Pseudotumoral appearance of knee osteoarthrosis. Coronal T2-weighted image with fat suppression demonstrates complete and diffuse cartilage loss in the femorotibial compartments with large subchondral cysts, especially at the tibial plateau

Fig. 7.34
figure 34

Intraarticular loose body. Sagittal PD-weighted images with fat suppression. (a) A deep chondral lesion with sharp margins at the lateral femoral condyle (arrowhead), indicating an acute chondral detachment. (b) The chondral fragment is dislocated to the anterior aspect of the intercondylar notch (arrow)

Key Point

  • MRI underestimates size of chondral lesions. A complete description including cartilage, subchondral bone, and synovial abnormalities should be performed in a setting of chondral imaging.

7.6 Concluding Remarks

Knee abnormalities include meniscal, ligamentous, tendinous, bone, and chondral disorders. MRI is highly accurate and is the imaging method of choice to assess internal derangement of the knee. Several new information regarding anatomy and pathology of the menisci, tendons, and ligaments were published in the last years.
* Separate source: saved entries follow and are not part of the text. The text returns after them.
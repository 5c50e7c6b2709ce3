use crate::token::TokenAmount;
use serde::{Deserialize, Serialize};
use std::fmt;

/// Direction of a swap through the pool.
#[derive(Debug, Clone, Copy, PartialEq, Eq, Hash, Serialize, Deserialize)]
pub enum SwapDirection {
    /// Sell token A, buy token B.
    AToB,
    /// Sell token B, buy token A.
    BToA,
}

impl fmt::Display for SwapDirection {
    fn fmt(&self, f: &mut fmt::Formatter<'_>) -> fmt::Result {
        match self {
            SwapDirection::AToB => write!(f, "A->B"),
            SwapDirection::BToA => write!(f, "B->A"),
        }
    }
}

/// Pool-wide reserves and outstanding liquidity shares.
#[derive(Debug, Clone, Copy, PartialEq, Eq, Default, Serialize, Deserialize)]
pub struct PoolState {
    pub reserve_a: TokenAmount,
    pub reserve_b: TokenAmount,
    pub total_liquidity: TokenAmount,
}

impl PoolState {
    /// Reserves ordered as (input, output) for a swap direction.
    #[must_use]
    pub fn reserves_for(&self, direction: SwapDirection) -> (TokenAmount, TokenAmount) {
        match direction {
            SwapDirection::AToB => (self.reserve_a, self.reserve_b),
            SwapDirection::BToA => (self.reserve_b, self.reserve_a),
        }
    }

    pub fn is_empty(&self) -> bool {
        self.reserve_a.is_zero() || self.reserve_b.is_zero()
    }
}

/// One account's token balances and share of the pool.
#[derive(Debug, Clone, Copy, PartialEq, Eq, Default, Serialize, Deserialize)]
pub struct UserPosition {
    pub balance_a: TokenAmount,
    pub balance_b: TokenAmount,
    pub liquidity: TokenAmount,
}

/// Pool and user state observed by one refresh.
#[derive(Debug, Clone, Copy, PartialEq, Eq, Default, Serialize, Deserialize)]
pub struct StateSnapshot {
    pub pool: PoolState,
    pub user: UserPosition,
}
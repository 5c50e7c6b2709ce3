//! JSON-RPC transport for EVM nodes.

mod config;
mod provider;
mod wallet;

pub use config::RpcConfig;
pub use provider::RpcProvider;
pub use wallet::NodeWallet;
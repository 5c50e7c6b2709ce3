//! Calls, receipts and the two capabilities the client consumes.

use crate::abi::Selector;
use crate::error::ChainError;
use alloy::primitives::{Bytes, TxHash};
use alloy::sol_types::SolCall;
use async_trait::async_trait;
use dex_domain::address::Address;
use serde::{Deserialize, Serialize};

/// A contract invocation: target plus ABI calldata.
#[derive(Debug, Clone, PartialEq, Eq)]
pub struct ContractCall {
    /// Contract address.
    pub to: Address,
    /// Selector and encoded arguments.
    pub data: Bytes,
    /// Method name, for logs and errors.
    pub label: &'static str,
}

impl ContractCall {
    /// Encodes `call` against the contract at `to`.
    #[must_use]
    pub fn encode<C: SolCall>(to: Address, call: &C) -> Self {
        let label = C::SIGNATURE.split('(').next().unwrap_or(C::SIGNATURE);
        Self {
            to,
            data: call.abi_encode().into(),
            label,
        }
    }

    /// First four bytes of the calldata.
    #[must_use]
    pub fn selector(&self) -> Option<Selector> {
        self.data.get(..4).and_then(|s| s.try_into().ok())
    }
}

/// Receipt of a mined transaction.
#[derive(Debug, Clone, PartialEq, Eq, Serialize, Deserialize)]
pub struct TransactionReceipt {
    /// Transaction hash.
    pub tx_hash: TxHash,
    /// Block that included the transaction.
    pub block_number: u64,
    /// Whether execution succeeded.
    pub success: bool,
    /// Gas consumed.
    pub gas_used: u64,
}

/// Read-only access to contract state.
#[async_trait]
pub trait ChainReader: Send + Sync {
    /// Executes `call` against the latest state and returns the raw return data.
    async fn call(&self, call: &ContractCall) -> Result<Bytes, ChainError>;
}

/// The account capability injected by the caller.
///
/// Implementations own signing, broadcasting and inclusion waiting; the
/// client only sequences calls.
#[async_trait]
pub trait Wallet: Send + Sync {
    /// The connected account, if any.
    fn account(&self) -> Option<Address>;

    /// Submits `call` from the connected account and waits for inclusion.
    ///
    /// # Errors
    /// Returns [`ChainError::Reverted`] when the transaction is mined but fails.
    async fn submit(&self, call: ContractCall) -> Result<TransactionReceipt, ChainError>;
}

#[cfg(test)]
mod tests {
    use super::*;
    use crate::abi::ISimpleDex;
    use dex_domain::address::from_index;

    #[test]
    fn test_encode_labels_with_method_name() {
        let call = ContractCall::encode(
            from_index(7),
            &ISimpleDex::liquidityCall {
                provider: from_index(9),
            },
        );
        assert_eq!(call.label, "liquidity");
        assert_eq!(call.data.len(), 36);
        assert_eq!(call.selector(), Some(ISimpleDex::liquidityCall::SELECTOR));
    }
}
Recognition of knee anatomy, normal variants, and imaging patterns of main disorders is pivotal for an accurate diagnosis.

Take Home Messages

  • MR imaging criteria for a meniscal tear are meniscal morphologic distortion (in absence of prior surgery) or intrameniscal high signal intensity extending to an articular surface, seen on two or more consecutive slices.

  • Direct MR signs of an ACL tear are focal ligamentous discontinuity, diffuse or focal signal intensity abnormality, and abnormal orientation of the ACL.

  • Main structures involved in posterolateral corner stability are lateral collateral ligament, biceps femoris tendon, popliteus tendon, and popliteofibullar ligament.

  • Chondral lesions are characterized on MRI by thickness and morphological abnormalities of hyaline cartilage as well as intrasubstance increased signal on fluid-sensitive sequences.